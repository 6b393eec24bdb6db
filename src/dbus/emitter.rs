use std::borrow::Cow;
use std::collections::HashMap;
use std::sync::Arc;

use tokio::sync::Mutex;
use tokio::sync::mpsc::{UnboundedReceiver, UnboundedSender};
use tracing::warn;
use zbus::Connection;
use zbus::fdo::Properties;
use zbus::names::InterfaceName;
use zbus::object_server::SignalEmitter;
use zbus::zvariant::Value;

use crate::notify::EventSink;
use crate::server::Server;
use crate::types::{Interface, Prop};

use super::OBJECT_PATH;
use super::player::PlayerInterface;
use super::root::RootInterface;

/// An outbound notification queued for emission.
#[derive(Debug)]
pub(super) enum Event {
    Changed {
        interface: Interface,
        props: Vec<Prop>,
    },
    Seeked {
        position: i64,
    },
}

/// [`EventSink`] that forwards notifications to the emission task.
///
/// Sending never blocks; if the task is gone (connection shut down) the
/// event is dropped, which is exactly the fire-and-forget contract.
pub(super) struct ChannelSink {
    tx: UnboundedSender<Event>,
}

impl ChannelSink {
    pub(super) fn new(tx: UnboundedSender<Event>) -> Self {
        Self { tx }
    }
}

impl EventSink for ChannelSink {
    fn properties_changed(&self, interface: Interface, props: &[Prop]) {
        let _ = self.tx.send(Event::Changed {
            interface,
            props: props.to_vec(),
        });
    }

    fn seeked(&self, position: i64) {
        let _ = self.tx.send(Event::Seeked { position });
    }
}

/// Spawn the task that turns queued events into bus signals.
///
/// This task is the only place `PropertiesChanged` originates: the writable
/// properties disable the interface macro's emission on Set, so a remote
/// write signals once, here, and only after it actually changed state.
pub(super) fn spawn(
    connection: Connection,
    server: Arc<Mutex<Server>>,
    mut rx: UnboundedReceiver<Event>,
) {
    tokio::spawn(async move {
        while let Some(event) = rx.recv().await {
            if let Err(e) = emit(&connection, &server, event).await {
                warn!(error = %e, "failed to emit signal");
            }
        }
    });
}

async fn emit(connection: &Connection, server: &Mutex<Server>, event: Event) -> zbus::Result<()> {
    let object_server = connection.object_server();

    match event {
        Event::Seeked { position } => {
            let iface_ref = object_server
                .interface::<_, PlayerInterface>(OBJECT_PATH)
                .await?;
            PlayerInterface::seeked(iface_ref.signal_emitter(), position).await
        }
        Event::Changed {
            interface: Interface::Root,
            props,
        } => {
            let iface_ref = object_server
                .interface::<_, RootInterface>(OBJECT_PATH)
                .await?;
            let iface = iface_ref.get().await;
            let emitter = iface_ref.signal_emitter();

            for prop in props {
                match prop {
                    Prop::Fullscreen => {
                        changed_with_value(emitter, server, Interface::Root, prop).await?;
                    }
                    Prop::HasTrackList => iface.has_track_list_changed(emitter).await?,
                    Prop::Identity => iface.identity_changed(emitter).await?,
                    Prop::DesktopEntry => iface.desktop_entry_changed(emitter).await?,
                    Prop::SupportedUriSchemes => {
                        iface.supported_uri_schemes_changed(emitter).await?;
                    }
                    Prop::SupportedMimeTypes => {
                        iface.supported_mime_types_changed(emitter).await?;
                    }
                    _ => {}
                }
            }

            Ok(())
        }
        Event::Changed {
            interface: Interface::Player,
            props,
        } => {
            let iface_ref = object_server
                .interface::<_, PlayerInterface>(OBJECT_PATH)
                .await?;
            let iface = iface_ref.get().await;
            let emitter = iface_ref.signal_emitter();

            for prop in props {
                match prop {
                    Prop::PlaybackStatus => iface.playback_status_changed(emitter).await?,
                    Prop::LoopStatus | Prop::Rate | Prop::Shuffle | Prop::Volume => {
                        changed_with_value(emitter, server, Interface::Player, prop).await?;
                    }
                    Prop::Metadata => iface.metadata_changed(emitter).await?,
                    Prop::Position => iface.position_changed(emitter).await?,
                    Prop::MinimumRate => iface.minimum_rate_changed(emitter).await?,
                    Prop::MaximumRate => iface.maximum_rate_changed(emitter).await?,
                    _ => {}
                }
            }

            Ok(())
        }
    }
}

/// Emit `PropertiesChanged` for a writable property.
///
/// These have no macro-generated `*_changed` helper (emission on Set is
/// disabled for them), so the signal is built here from the current value,
/// read under the server lock.
async fn changed_with_value(
    emitter: &SignalEmitter<'_>,
    server: &Mutex<Server>,
    interface: Interface,
    prop: Prop,
) -> zbus::Result<()> {
    let value = {
        let server = server.lock().await;
        let state = server.player().state();
        match prop {
            Prop::Fullscreen => Value::from(state.fullscreen()),
            Prop::LoopStatus => Value::from(state.loop_status().as_str()),
            Prop::Rate => Value::from(state.rate()),
            Prop::Shuffle => Value::from(state.shuffle()),
            Prop::Volume => Value::from(state.volume()),
            _ => return Ok(()),
        }
    };

    let mut changed = HashMap::new();
    changed.insert(prop.name(), value);

    Properties::properties_changed(
        emitter,
        InterfaceName::from_static_str_unchecked(interface.name()),
        changed,
        Cow::Borrowed(&[]),
    )
    .await
}
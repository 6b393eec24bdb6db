use tracing::debug;

use crate::types::{Interface, Prop};

/// Transport seam for outbound notifications.
///
/// Implementations forward to the bus (or record, in tests). Both calls are
/// synchronous and fire-and-forget: no acknowledgement, no retry, no
/// queueing at this layer. A transport that cannot deliver immediately must
/// own its own buffering and never block the caller.
pub trait EventSink: Send {
    /// One or more properties on `interface` now hold new values.
    fn properties_changed(&self, interface: Interface, props: &[Prop]);

    /// Playback position changed discontinuously to `position` (µs).
    fn seeked(&self, position: i64);
}

/// An [`EventSink`] that discards everything.
///
/// Installed by default until a transport attaches its own sink, and handy
/// for driving the core without a bus.
#[derive(Debug, Default)]
pub struct NullSink;

impl EventSink for NullSink {
    fn properties_changed(&self, _interface: Interface, _props: &[Prop]) {}

    fn seeked(&self, _position: i64) {}
}

/// Tracks which attributes changed and emits the matching notifications.
///
/// Property changes are batched per call: all changed props belonging to one
/// interface go out as a single notification, so a logical operation that
/// touches several attributes produces at most one event per interface.
pub struct ChangeNotifier {
    sink: Box<dyn EventSink>,
}

impl ChangeNotifier {
    /// Create a notifier that discards events until a sink is attached.
    pub fn new() -> Self {
        Self {
            sink: Box::new(NullSink),
        }
    }

    /// Replace the notification target.
    pub fn set_sink(&mut self, sink: Box<dyn EventSink>) {
        self.sink = sink;
    }

    /// Emit a property-changed notification for `props`, grouped per
    /// interface in the order given.
    pub fn prop_changed(&self, props: &[Prop]) {
        for interface in [Interface::Root, Interface::Player] {
            let changed: Vec<Prop> = props
                .iter()
                .copied()
                .filter(|prop| prop.interface() == interface)
                .collect();

            if !changed.is_empty() {
                debug!(interface = interface.name(), ?changed, "properties changed");
                self.sink.properties_changed(interface, &changed);
            }
        }
    }

    /// Emit the dedicated seeked notification.
    ///
    /// Only ever sent on explicit request; natural playback progression
    /// goes through position updates alone.
    pub fn seeked(&self, position: i64) {
        debug!(position, "seeked");
        self.sink.seeked(position);
    }
}

impl Default for ChangeNotifier {
    fn default() -> Self {
        Self::new()
    }
}

impl std::fmt::Debug for ChangeNotifier {
    fn fmt(&self, f: &mut std::fmt::Formatter<'_>) -> std::fmt::Result {
        f.debug_struct("ChangeNotifier").finish_non_exhaustive()
    }
}
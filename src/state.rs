use std::collections::HashMap;

use crate::types::{Field, LoopStatus, MetadataValue, PlaybackStatus, Prop};

/// Mutable state container for one hosted player session.
///
/// Holds everything the two MPRIS interfaces read: identity, playback
/// attributes, and track metadata. Setters update in place and report which
/// property changed so the caller can hand the record to the
/// [`ChangeNotifier`](crate::notify::ChangeNotifier); no setter validates or
/// clamps its input (rate bounds and volume range are the caller's
/// responsibility).
///
/// Capability flags are not stored here; they are derived from handler
/// presence in [`PlayerControls`](crate::controls::PlayerControls) on every
/// read.
#[derive(Debug, Default)]
pub struct PlayerState {
    identity: String,
    desktop_entry: String,
    supported_uri_schemes: Vec<String>,
    supported_mime_types: Vec<String>,
    fullscreen: bool,
    has_track_list: bool,
    playback_status: PlaybackStatus,
    loop_status: LoopStatus,
    rate: f64,
    minimum_rate: f64,
    maximum_rate: f64,
    shuffle: bool,
    volume: f64,
    position: i64,
    metadata: HashMap<&'static str, MetadataValue>,
}

impl PlayerState {
    /// Create a fresh state: all booleans false, numerics zero, collections
    /// empty, playback stopped, no looping.
    pub fn new() -> Self {
        Self::default()
    }

    /// Human-readable player name.
    pub fn identity(&self) -> &str {
        &self.identity
    }

    /// Set the player name. Always allowed.
    pub fn set_identity(&mut self, value: impl Into<String>) -> Prop {
        self.identity = value.into();
        Prop::Identity
    }

    /// Desktop entry basename, without the `.desktop` suffix.
    pub fn desktop_entry(&self) -> &str {
        &self.desktop_entry
    }

    /// Set the desktop entry. Always allowed.
    pub fn set_desktop_entry(&mut self, value: impl Into<String>) -> Prop {
        self.desktop_entry = value.into();
        Prop::DesktopEntry
    }

    /// URI schemes the player claims to open.
    pub fn supported_uri_schemes(&self) -> &[String] {
        &self.supported_uri_schemes
    }

    /// Set the supported URI schemes. Host-only; remote callers cannot
    /// write this.
    pub fn set_supported_uri_schemes(&mut self, value: Vec<String>) -> Prop {
        self.supported_uri_schemes = value;
        Prop::SupportedUriSchemes
    }

    /// Mime types the player claims to open.
    pub fn supported_mime_types(&self) -> &[String] {
        &self.supported_mime_types
    }

    /// Set the supported mime types. Host-only; remote callers cannot
    /// write this.
    pub fn set_supported_mime_types(&mut self, value: Vec<String>) -> Prop {
        self.supported_mime_types = value;
        Prop::SupportedMimeTypes
    }

    /// Whether the player is fullscreen.
    pub fn fullscreen(&self) -> bool {
        self.fullscreen
    }

    /// Set the fullscreen flag.
    pub fn set_fullscreen(&mut self, value: bool) -> Prop {
        self.fullscreen = value;
        Prop::Fullscreen
    }

    /// Whether the player implements a track list.
    pub fn has_track_list(&self) -> bool {
        self.has_track_list
    }

    /// Set the track list flag.
    pub fn set_has_track_list(&mut self, value: bool) -> Prop {
        self.has_track_list = value;
        Prop::HasTrackList
    }

    /// Current playback status.
    pub fn playback_status(&self) -> PlaybackStatus {
        self.playback_status
    }

    /// Set the playback status.
    ///
    /// The dispatcher never calls this on behalf of Play/Pause/Stop; the
    /// application's handler owns status transitions.
    pub fn set_playback_status(&mut self, value: PlaybackStatus) -> Prop {
        self.playback_status = value;
        Prop::PlaybackStatus
    }

    /// Current loop mode.
    pub fn loop_status(&self) -> LoopStatus {
        self.loop_status
    }

    /// Set the loop mode.
    pub fn set_loop_status(&mut self, value: LoopStatus) -> Prop {
        self.loop_status = value;
        Prop::LoopStatus
    }

    /// Current playback rate.
    pub fn rate(&self) -> f64 {
        self.rate
    }

    /// Set the playback rate. Not clamped against the rate bounds.
    pub fn set_rate(&mut self, value: f64) -> Prop {
        self.rate = value;
        Prop::Rate
    }

    /// Lowest rate the player advertises.
    pub fn minimum_rate(&self) -> f64 {
        self.minimum_rate
    }

    /// Set the minimum rate.
    pub fn set_minimum_rate(&mut self, value: f64) -> Prop {
        self.minimum_rate = value;
        Prop::MinimumRate
    }

    /// Highest rate the player advertises.
    pub fn maximum_rate(&self) -> f64 {
        self.maximum_rate
    }

    /// Set the maximum rate.
    pub fn set_maximum_rate(&mut self, value: f64) -> Prop {
        self.maximum_rate = value;
        Prop::MaximumRate
    }

    /// Whether shuffle is enabled.
    pub fn shuffle(&self) -> bool {
        self.shuffle
    }

    /// Set the shuffle flag.
    pub fn set_shuffle(&mut self, value: bool) -> Prop {
        self.shuffle = value;
        Prop::Shuffle
    }

    /// Current volume. Zero or greater by convention, not enforced.
    pub fn volume(&self) -> f64 {
        self.volume
    }

    /// Set the volume.
    pub fn set_volume(&mut self, value: f64) -> Prop {
        self.volume = value;
        Prop::Volume
    }

    /// Playback position in microseconds.
    pub fn position(&self) -> i64 {
        self.position
    }

    /// Set the playback position. Monotonicity is not enforced.
    pub fn set_position(&mut self, value: i64) -> Prop {
        self.position = value;
        Prop::Position
    }

    /// Track metadata, keyed by canonical wire name.
    pub fn metadata(&self) -> &HashMap<&'static str, MetadataValue> {
        &self.metadata
    }

    /// Replace the track metadata wholesale.
    ///
    /// Keys are converted to their canonical wire names on store. The
    /// previous mapping is discarded, never merged into.
    pub fn set_metadata(&mut self, metadata: HashMap<Field, MetadataValue>) -> Prop {
        self.metadata = metadata
            .into_iter()
            .map(|(field, value)| (field.wire_name(), value))
            .collect();
        Prop::Metadata
    }
}
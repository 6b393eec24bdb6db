use std::collections::HashMap;
use std::sync::Arc;

use tokio::sync::Mutex;
use tracing::debug;
use zbus::object_server::SignalEmitter;
use zbus::zvariant::{ObjectPath, OwnedValue};
use zbus::{fdo, interface};

use crate::server::Server;

/// `org.mpris.MediaPlayer2.Player`: playback surface.
pub(super) struct PlayerInterface {
    server: Arc<Mutex<Server>>,
}

impl PlayerInterface {
    pub(super) fn new(server: Arc<Mutex<Server>>) -> Self {
        Self { server }
    }
}

#[interface(name = "org.mpris.MediaPlayer2.Player")]
impl PlayerInterface {
    async fn next(&self) -> fdo::Result<()> {
        self.server.lock().await.next().map_err(fdo::Error::from)
    }

    async fn previous(&self) -> fdo::Result<()> {
        self.server.lock().await.previous().map_err(fdo::Error::from)
    }

    async fn pause(&self) -> fdo::Result<()> {
        self.server.lock().await.pause().map_err(fdo::Error::from)
    }

    async fn play_pause(&self) -> fdo::Result<()> {
        self.server
            .lock()
            .await
            .play_pause()
            .map_err(fdo::Error::from)
    }

    async fn stop(&self) -> fdo::Result<()> {
        self.server.lock().await.stop().map_err(fdo::Error::from)
    }

    async fn play(&self) -> fdo::Result<()> {
        self.server.lock().await.play().map_err(fdo::Error::from)
    }

    async fn seek(&self, offset: i64) -> fdo::Result<()> {
        self.server
            .lock()
            .await
            .seek(offset)
            .map_err(fdo::Error::from)
    }

    async fn set_position(&self, track_id: ObjectPath<'_>, position: i64) -> fdo::Result<()> {
        self.server
            .lock()
            .await
            .set_position(track_id.as_str(), position)
            .map_err(fdo::Error::from)
    }

    async fn open_uri(&self, uri: String) {
        self.server.lock().await.open_uri(&uri);
    }

    /// Position changed discontinuously; carries the new absolute position
    /// in microseconds.
    #[zbus(signal)]
    pub(super) async fn seeked(emitter: &SignalEmitter<'_>, position: i64) -> zbus::Result<()>;

    #[zbus(property)]
    async fn playback_status(&self) -> String {
        self.server
            .lock()
            .await
            .player()
            .state()
            .playback_status()
            .as_str()
            .to_owned()
    }

    // Writable properties suppress the macro's emission on Set; the change
    // notification comes from the emission task, once, and only for writes
    // that were actually applied.
    #[zbus(property(emits_changed_signal = "false"))]
    async fn loop_status(&self) -> String {
        self.server
            .lock()
            .await
            .player()
            .state()
            .loop_status()
            .as_str()
            .to_owned()
    }

    #[zbus(property)]
    async fn set_loop_status(&self, value: String) -> zbus::Result<()> {
        self.server
            .lock()
            .await
            .set_loop_status_remote(&value)
            .map_err(|e| fdo::Error::from(e).into())
    }

    #[zbus(property(emits_changed_signal = "false"))]
    async fn rate(&self) -> f64 {
        self.server.lock().await.player().state().rate()
    }

    #[zbus(property)]
    async fn set_rate(&self, value: f64) {
        self.server.lock().await.set_rate_remote(value);
    }

    #[zbus(property(emits_changed_signal = "false"))]
    async fn shuffle(&self) -> bool {
        self.server.lock().await.player().state().shuffle()
    }

    #[zbus(property)]
    async fn set_shuffle(&self, value: bool) -> zbus::Result<()> {
        self.server
            .lock()
            .await
            .set_shuffle_remote(value)
            .map_err(|e| fdo::Error::from(e).into())
    }

    #[zbus(property)]
    async fn metadata(&self) -> HashMap<String, OwnedValue> {
        let server = self.server.lock().await;
        let mut map = HashMap::new();

        for (key, value) in server.player().state().metadata() {
            // Entries that cannot be put on the wire (malformed object
            // paths, values that fail to convert) are skipped rather than
            // failing the whole property read.
            let Some(value) = value.to_value() else {
                debug!(key = *key, "dropping metadata entry with invalid object path");
                continue;
            };
            if let Ok(owned) = value.try_to_owned() {
                map.insert((*key).to_owned(), owned);
            }
        }

        map
    }

    #[zbus(property(emits_changed_signal = "false"))]
    async fn volume(&self) -> f64 {
        self.server.lock().await.player().state().volume()
    }

    #[zbus(property)]
    async fn set_volume(&self, value: f64) -> zbus::Result<()> {
        self.server
            .lock()
            .await
            .set_volume_remote(value)
            .map_err(|e| fdo::Error::from(e).into())
    }

    #[zbus(property)]
    async fn position(&self) -> i64 {
        self.server.lock().await.player().state().position()
    }

    #[zbus(property)]
    async fn minimum_rate(&self) -> f64 {
        self.server.lock().await.player().state().minimum_rate()
    }

    #[zbus(property)]
    async fn maximum_rate(&self) -> f64 {
        self.server.lock().await.player().state().maximum_rate()
    }

    #[zbus(property)]
    async fn can_go_next(&self) -> bool {
        self.server.lock().await.can_go_next()
    }

    #[zbus(property)]
    async fn can_go_previous(&self) -> bool {
        self.server.lock().await.can_go_previous()
    }

    #[zbus(property)]
    async fn can_play(&self) -> bool {
        self.server.lock().await.can_play()
    }

    #[zbus(property)]
    async fn can_pause(&self) -> bool {
        self.server.lock().await.can_pause()
    }

    #[zbus(property)]
    async fn can_seek(&self) -> bool {
        self.server.lock().await.can_seek()
    }

    #[zbus(property)]
    async fn can_control(&self) -> bool {
        self.server.lock().await.can_control()
    }
}
use std::fmt;

/// Playback state of the hosted player.
#[derive(Debug, Clone, Copy, Default, PartialEq, Eq)]
pub enum PlaybackStatus {
    /// Player is currently playing
    Playing,

    /// Player is paused
    Paused,

    /// Player is stopped
    #[default]
    Stopped,
}

impl PlaybackStatus {
    /// Canonical wire string for this status.
    pub const fn as_str(self) -> &'static str {
        match self {
            Self::Playing => "Playing",
            Self::Paused => "Paused",
            Self::Stopped => "Stopped",
        }
    }

    /// Parse a canonical wire string.
    ///
    /// Returns `None` for anything that is not one of the three canonical
    /// names; remote writes carrying such values are dropped silently.
    pub fn parse(value: &str) -> Option<Self> {
        match value {
            "Playing" => Some(Self::Playing),
            "Paused" => Some(Self::Paused),
            "Stopped" => Some(Self::Stopped),
            _ => None,
        }
    }
}

impl fmt::Display for PlaybackStatus {
    fn fmt(&self, f: &mut fmt::Formatter<'_>) -> fmt::Result {
        f.write_str(self.as_str())
    }
}

/// Loop mode of the hosted player.
#[derive(Debug, Clone, Copy, Default, PartialEq, Eq)]
pub enum LoopStatus {
    /// No looping
    #[default]
    None,

    /// Loop the current track
    Track,

    /// Loop the entire playlist
    Playlist,
}

impl LoopStatus {
    /// Canonical wire string for this mode.
    pub const fn as_str(self) -> &'static str {
        match self {
            Self::None => "None",
            Self::Track => "Track",
            Self::Playlist => "Playlist",
        }
    }

    /// Parse a canonical wire string.
    ///
    /// Returns `None` for unrecognized values, which remote writes treat as
    /// a silent no-op.
    pub fn parse(value: &str) -> Option<Self> {
        match value {
            "None" => Some(Self::None),
            "Track" => Some(Self::Track),
            "Playlist" => Some(Self::Playlist),
            _ => None,
        }
    }
}

impl fmt::Display for LoopStatus {
    fn fmt(&self, f: &mut fmt::Formatter<'_>) -> fmt::Result {
        f.write_str(self.as_str())
    }
}

/// Metadata keys understood by the `Metadata` property.
///
/// The key set is closed: every key maps to exactly one canonical wire name
/// and unknown keys cannot be constructed.
#[derive(Debug, Clone, Copy, PartialEq, Eq, Hash)]
pub enum Field {
    /// D-Bus path uniquely identifying the track within the player
    TrackId,
    /// Track length in microseconds
    Length,
    /// URL of an image associated with the track
    ArtUrl,
    /// Album name
    Album,
    /// Album artist(s)
    AlbumArtist,
    /// Track artist(s)
    Artist,
    /// Track lyrics
    AsText,
    /// Speed of the music in beats per minute
    AudioBPM,
    /// An automatically generated rating
    AutoRating,
    /// A (list of) freeform comment(s)
    Comment,
    /// Composer(s)
    Composer,
    /// When the track was created
    ContentCreated,
    /// The disc number on the album this track is from
    DiscNumber,
    /// When the track was first played
    FirstUsed,
    /// Genre(s) of the track
    Genre,
    /// When the track was last played
    LastUsed,
    /// Lyricist(s)
    Lyricist,
    /// Track title
    Title,
    /// The track number on the album disc
    TrackNumber,
    /// Location of the media file
    Url,
    /// Number of times the track has been played
    UseCount,
    /// A user-specified rating
    UserRating,
}

impl Field {
    /// Canonical wire name for this metadata key.
    ///
    /// These strings are a hard external contract; controllers match them
    /// byte-for-byte.
    pub const fn wire_name(self) -> &'static str {
        match self {
            Self::TrackId => "mpris:trackid",
            Self::Length => "mpris:length",
            Self::ArtUrl => "mpris:artUrl",
            Self::Album => "xesam:album",
            Self::AlbumArtist => "xesam:albumArtist",
            Self::Artist => "xesam:artist",
            Self::AsText => "xesam:asText",
            Self::AudioBPM => "xesam:audioBPM",
            Self::AutoRating => "xesam:autoRating",
            Self::Comment => "xesam:comment",
            Self::Composer => "xesam:composer",
            Self::ContentCreated => "xesam:contentCreated",
            Self::DiscNumber => "xesam:discNumber",
            Self::FirstUsed => "xesam:firstUsed",
            Self::Genre => "xesam:genre",
            Self::LastUsed => "xesam:lastUsed",
            Self::Lyricist => "xesam:lyricist",
            Self::Title => "xesam:title",
            Self::TrackNumber => "xesam:trackNumber",
            Self::Url => "xesam:url",
            Self::UseCount => "xesam:useCount",
            Self::UserRating => "xesam:userRating",
        }
    }
}

/// A metadata value, mirroring the D-Bus variant types MPRIS metadata uses.
#[derive(Debug, Clone, PartialEq)]
pub enum MetadataValue {
    /// A UTF-8 string (titles, URLs, dates)
    Text(String),

    /// A list of strings (artists, genres, comments)
    TextList(Vec<String>),

    /// A 32-bit integer (track numbers, BPM)
    Int(i32),

    /// A 64-bit integer (track length in microseconds)
    Int64(i64),

    /// A floating point value (ratings)
    Float(f64),

    /// A D-Bus object path (track ids)
    ///
    /// Validated on conversion; a syntactically invalid path never reaches
    /// the bus.
    ObjectPath(String),
}

impl MetadataValue {
    /// Borrow this value as a D-Bus variant for wire serialization.
    ///
    /// Returns `None` for an [`ObjectPath`](Self::ObjectPath) that does not
    /// hold a valid D-Bus object path; callers drop such entries instead of
    /// putting malformed paths on the wire.
    pub fn to_value(&self) -> Option<zbus::zvariant::Value<'_>> {
        use zbus::zvariant::{ObjectPath, Value};

        Some(match self {
            Self::Text(s) => Value::from(s.as_str()),
            Self::TextList(list) => Value::from(list.clone()),
            Self::Int(n) => Value::from(*n),
            Self::Int64(n) => Value::from(*n),
            Self::Float(n) => Value::from(*n),
            Self::ObjectPath(path) => Value::from(ObjectPath::try_from(path.as_str()).ok()?),
        })
    }
}

impl From<&str> for MetadataValue {
    fn from(value: &str) -> Self {
        Self::Text(value.to_owned())
    }
}

impl From<String> for MetadataValue {
    fn from(value: String) -> Self {
        Self::Text(value)
    }
}

impl From<Vec<String>> for MetadataValue {
    fn from(value: Vec<String>) -> Self {
        Self::TextList(value)
    }
}

impl From<i32> for MetadataValue {
    fn from(value: i32) -> Self {
        Self::Int(value)
    }
}

impl From<i64> for MetadataValue {
    fn from(value: i64) -> Self {
        Self::Int64(value)
    }
}

impl From<f64> for MetadataValue {
    fn from(value: f64) -> Self {
        Self::Float(value)
    }
}

/// The two MPRIS interfaces a property can belong to.
#[derive(Debug, Clone, Copy, PartialEq, Eq)]
pub enum Interface {
    /// `org.mpris.MediaPlayer2`
    Root,

    /// `org.mpris.MediaPlayer2.Player`
    Player,
}

impl Interface {
    /// Full D-Bus interface name.
    pub const fn name(self) -> &'static str {
        match self {
            Self::Root => "org.mpris.MediaPlayer2",
            Self::Player => "org.mpris.MediaPlayer2.Player",
        }
    }
}

/// Exposed properties, the unit of change tracking and of
/// `PropertiesChanged` emission.
#[derive(Debug, Clone, Copy, PartialEq, Eq)]
pub enum Prop {
    /// `Fullscreen` on the root interface
    Fullscreen,
    /// `HasTrackList` on the root interface
    HasTrackList,
    /// `Identity` on the root interface
    Identity,
    /// `DesktopEntry` on the root interface
    DesktopEntry,
    /// `SupportedUriSchemes` on the root interface
    SupportedUriSchemes,
    /// `SupportedMimeTypes` on the root interface
    SupportedMimeTypes,
    /// `PlaybackStatus` on the player interface
    PlaybackStatus,
    /// `LoopStatus` on the player interface
    LoopStatus,
    /// `Rate` on the player interface
    Rate,
    /// `Shuffle` on the player interface
    Shuffle,
    /// `Metadata` on the player interface
    Metadata,
    /// `Volume` on the player interface
    Volume,
    /// `Position` on the player interface
    Position,
    /// `MinimumRate` on the player interface
    MinimumRate,
    /// `MaximumRate` on the player interface
    MaximumRate,
}

impl Prop {
    /// Wire name of the property.
    pub const fn name(self) -> &'static str {
        match self {
            Self::Fullscreen => "Fullscreen",
            Self::HasTrackList => "HasTrackList",
            Self::Identity => "Identity",
            Self::DesktopEntry => "DesktopEntry",
            Self::SupportedUriSchemes => "SupportedUriSchemes",
            Self::SupportedMimeTypes => "SupportedMimeTypes",
            Self::PlaybackStatus => "PlaybackStatus",
            Self::LoopStatus => "LoopStatus",
            Self::Rate => "Rate",
            Self::Shuffle => "Shuffle",
            Self::Metadata => "Metadata",
            Self::Volume => "Volume",
            Self::Position => "Position",
            Self::MinimumRate => "MinimumRate",
            Self::MaximumRate => "MaximumRate",
        }
    }

    /// Interface the property lives on.
    pub const fn interface(self) -> Interface {
        match self {
            Self::Fullscreen
            | Self::HasTrackList
            | Self::Identity
            | Self::DesktopEntry
            | Self::SupportedUriSchemes
            | Self::SupportedMimeTypes => Interface::Root,
            _ => Interface::Player,
        }
    }
}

● **What is being asked**
Return, from the data, each line where the string "Lyricist" occurs.

● **Solution**
    /// Lyricist(s)
    Lyricist,
            Self::Lyricist => "xesam:lyricist",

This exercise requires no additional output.